1862: Doke Young to Archibald Debow Norris

How Doke might have looked in 1862

This letter was written by Doke Young (1804-1874), a farmer of Cherry Valley, Wilson county, Tennessee. He wrote the letter to his friend, Capt. Archibald Doak Norris of Co. K, 7th Tennessee Infantry.

Doke was the son of David Young (1774-1856) and Sarah Phillips (1776-1845). He was married to Sarah (“Sally”) Reeder (1806-1878). Four of his children are mentioned in the letter; two at home—Mary or “Polly” (b. 1838) and Jacob or “Jake” (b. 1845), and two in the Confederate service—John Bell Young (1840-1913) and Alexander Young (1844-1921) at Russellville.

In the 1860 Slave schedules, Doke owned five slaves. The value of his real estate in 1860 was $28,350 and the value of his personal property was $12,845. From the content of the letter, it appears that Archibald may have boarded with the family at one time.

In his letter Doke informs Archibald of the apparent Union movement against Forts Henry and Donelson. He also provides some particulars of the battle of Mill Springs (or Fishing Creek) in which Union forces under the leadership of Gen. George Thomas defeated those of General George Crittenden and General Felix Zollicoffer was killed.

Transcription

Cherry Valley
February 7, 1862

Mr. A. D. Norris,

Your letter from camp near Romney came to hand the 1st inst. I assure you it was received with much pleasure not only by me but by the whole of our small family. I landed home from  Russellville the 1st inst. Have been on a visit there to see the boys, friends, and acquaintances. I found  Jno & Alek with bad colds but mending. Met Toby coming home for the first time since he left. He is well and weighs 167 pounds. He started back to camp this morning. I found Mr. Rosser very low with fever. He says he is some better. Mrs. Rosser is there with him.

Russellville was a very handsome place before the soldiers were posted there. Now it is the muddiest place I ever saw. The forces there is estimated at 20,000 & more coming. The prospect of a fight at Bowling Green. I think, is blasted for the present & Russellville is threatened. About 8,000 Lincolnites came across Green river at Carrolton & was fortifying for 15 or 20 days but Jno writes me since I got home that they are gone from there but does not know where. The newspapers say they are coming up Cumberland & Tennessee rivers as far as Fort Donelson on the Cumberland and Fort Henry on the Tennessee. Rumor has it that they were fighting at the latter place day before yesterday. I think we will hear tonight. The danger lies in that direction now, I think. They are aiming for our railroads. If they destroy the bridges, they cut off our  supplies from Bowling Green to Russellville.

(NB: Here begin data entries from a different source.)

//! Environment lookup for [`ServiceConfig`].

use std::path::PathBuf;

use tracing::debug;

use crate::error::ConfigResult;
use crate::model::{
    FetcherKind, LogFormatSetting, MAX_CONCURRENT_FETCHES_LIMIT, SamePathPolicy, ServiceConfig,
};
use crate::validate::{
    parse_bind_addr, parse_choice, parse_flag, parse_port, parse_positive, parse_secs,
};

/// Environment variable names.
pub mod env {
    /// Listener IP address.
    pub const BIND_ADDR: &str = "FLVD_BIND_ADDR";
    /// Listener port.
    pub const HTTP_PORT: &str = "FLVD_HTTP_PORT";
    /// Permit a non-loopback bind address.
    pub const ALLOW_REMOTE: &str = "FLVD_ALLOW_REMOTE";
    /// `process` or `stub`.
    pub const FETCHER: &str = "FLVD_FETCHER";
    /// External client binary.
    pub const STREAMER_BIN: &str = "FLVD_STREAMER_BIN";
    /// Whitespace-separated extra client arguments.
    pub const STREAMER_ARGS: &str = "FLVD_STREAMER_ARGS";
    /// `wait` or `reject`.
    pub const SAME_PATH_POLICY: &str = "FLVD_SAME_PATH_POLICY";
    /// Positive cap on concurrent client runs.
    pub const MAX_CONCURRENT_FETCHES: &str = "FLVD_MAX_CONCURRENT_FETCHES";
    /// Router-side input validation toggle.
    pub const STRICT_INPUTS: &str = "FLVD_STRICT_INPUTS";
    /// `json` or `pretty`.
    pub const LOG_FORMAT: &str = "FLVD_LOG_FORMAT";
    /// Shutdown grace period in seconds.
    pub const SHUTDOWN_GRACE_SECS: &str = "FLVD_SHUTDOWN_GRACE_SECS";
}

impl ServiceConfig {
    /// Load settings from the process environment.
    ///
    /// # Errors
    ///
    /// Returns `ConfigError::InvalidField` naming the first variable whose value
    /// does not parse.
    pub fn from_env() -> ConfigResult<Self> {
        Self::from_lookup(|name| std::env::var(name).ok())
    }

    /// Load settings through an arbitrary variable lookup. Unset and blank
    /// variables take their defaults.
    ///
    /// # Errors
    ///
    /// Returns `ConfigError::InvalidField` naming the first variable whose value
    /// does not parse.
    pub fn from_lookup(lookup: impl Fn(&str) -> Option<String>) -> ConfigResult<Self> {
        let get = |name: &str| lookup(name).filter(|value| !value.trim().is_empty());
        let mut config = Self::default();

        if let Some(value) = get(env::BIND_ADDR) {
            config.bind_addr = parse_bind_addr(env::BIND_ADDR, &value)?;
        }
        if let Some(value) = get(env::HTTP_PORT) {
            config.http_port = parse_port(env::HTTP_PORT, &value)?;
        }
        if let Some(value) = get(env::ALLOW_REMOTE) {
            config.allow_remote = parse_flag(env::ALLOW_REMOTE, &value)?;
        }
        if let Some(value) = get(env::FETCHER) {
            config.fetcher = parse_choice(env::FETCHER, &value, FetcherKind::parse)?;
        }
        if let Some(value) = get(env::STREAMER_BIN) {
            config.streamer_bin = PathBuf::from(value.trim());
        }
        if let Some(value) = get(env::STREAMER_ARGS) {
            config.streamer_args = value.split_whitespace().map(str::to_string).collect();
        }
        if let Some(value) = get(env::SAME_PATH_POLICY) {
            config.same_path_policy =
                parse_choice(env::SAME_PATH_POLICY, &value, SamePathPolicy::parse)?;
        }
        if let Some(value) = get(env::MAX_CONCURRENT_FETCHES) {
            config.max_concurrent_fetches =
                Some(parse_positive(
                    env::MAX_CONCURRENT_FETCHES,
                    &value,
                    MAX_CONCURRENT_FETCHES_LIMIT,
                )?);
        }
        if let Some(value) = get(env::STRICT_INPUTS) {
            config.strict_inputs = parse_flag(env::STRICT_INPUTS, &value)?;
        }
        if let Some(value) = get(env::LOG_FORMAT) {
            config.log_format = Some(parse_choice(
                env::LOG_FORMAT,
                &value,
                LogFormatSetting::parse,
            )?);
        }
        if let Some(value) = get(env::SHUTDOWN_GRACE_SECS) {
            config.shutdown_grace = parse_secs(env::SHUTDOWN_GRACE_SECS, &value)?;
        }

        debug!(
            bind_addr = %config.bind_addr,
            http_port = config.http_port,
            fetcher = config.fetcher.as_str(),
            same_path_policy = config.same_path_policy.as_str(),
            "service configuration loaded"
        );
        Ok(config)
    }
}
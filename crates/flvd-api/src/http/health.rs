//! Health and metrics endpoints.

use std::sync::Arc;

use axum::{
    Json,
    body::Body,
    extract::State,
    http::{StatusCode, header::CONTENT_TYPE},
    response::Response,
};
use flvd_telemetry::{MetricsSnapshot, build_sha};
use serde::Serialize;
use tracing::error;

use crate::http::constants::METRICS_CONTENT_TYPE;
use crate::http::errors::ApiError;
use crate::state::ApiState;

#[derive(Serialize)]
pub(crate) struct HealthResponse {
    pub(crate) status: &'static str,
    pub(crate) build: String,
    pub(crate) active_downloads: usize,
    pub(crate) metrics: MetricsSnapshot,
}

pub(crate) async fn health(State(state): State<Arc<ApiState>>) -> Json<HealthResponse> {
    Json(HealthResponse {
        status: "ok",
        build: build_sha().to_string(),
        active_downloads: state.downloads.inspector().active_downloads(),
        metrics: state.telemetry.snapshot(),
    })
}

pub(crate) async fn metrics(State(state): State<Arc<ApiState>>) -> Result<Response, ApiError> {
    match state.telemetry.render() {
        Ok(body) => Response::builder()
            .status(StatusCode::OK)
            .header(CONTENT_TYPE, METRICS_CONTENT_TYPE)
            .body(Body::from(body))
            .map_err(|err| {
                error!(error = %err, "failed to build metrics response");
                ApiError::internal("failed to build metrics response")
            }),
        Err(err) => {
            error!(error = %err, "failed to render metrics");
            Err(ApiError::internal("failed to render metrics"))
        }
    }
}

I suppose you have heard of our defeat at Fishing Creek under General Crittenden. It was not near as bad as it was at first reported, but was bad enough. The best information is we lost about 200 killed & 300 prisoners. Among the killed, General [Felix] Zollicoffer, Col. [George] Raines, and Col. Bailey Peyton. The Lincolnites call it Bull Run, Jr. Crittenden is called everything but a patriot by some. I suppose our generals  were deceived as to the strength of the enemy. They were in 2 divisions on either side of Fishing Creek—the creek very much swollen [and] supposed to be impassible. Our generals concluded to attack the division in between the river & creek, made a forced march of 20 miles in the night and joined the other division in the fork which made their  forces double as strong as was expected. Zollicoffer was decoyed up to a Indiana Regiment by a Confederate flag hoisted by them and was shot in the early part of the engagement (Tennessee is in mourning at his loss). The remains  of Zollicoffer & Raines was interred at Nashville last Saturday; that of Peyton at Gallatin the same day with military honor. All the good wagons & teams have been pressed to supply the loss at Fishing Creek. Yankees state their loss as great as ours in men.

While at Russellville, I came across a young man—a native Kentuckian—who went to Virginia last spring, was in the  hospital when the battle was fought at Manassas, has never been well since, was discharged, went to Bowling Green on his way home, [and] could get no farther. He came home with me.

Our boys have had a hard time of it ever since they went to Russelville. They have  been scouring the Green & Mud river country ever since they went up there. Jno. A. Bass’s hand has cured up but cannot use it yet. Captain Phillips is well and is very popular in his company. He lost a fine horse while I was up there worth $200. I understand that General Anderson is at Nashville trying to get his brigade orders to Tennessee or  Kentucky. If you come, let us hear from you as you pass. When your letters comes to hand, there is a scramble between Polly & Jake who will read it first.

Pardon my scribbling and I will not intrude on you patience longer. Write soon and often and remember your friend, —Doke Young

N. B. My wife says she wonders if she will ever see you walking into the dining toom to your meals as formerly. Give my respects to al of my acquaintances. Tell them I have never received a line from one of them. — D. Y.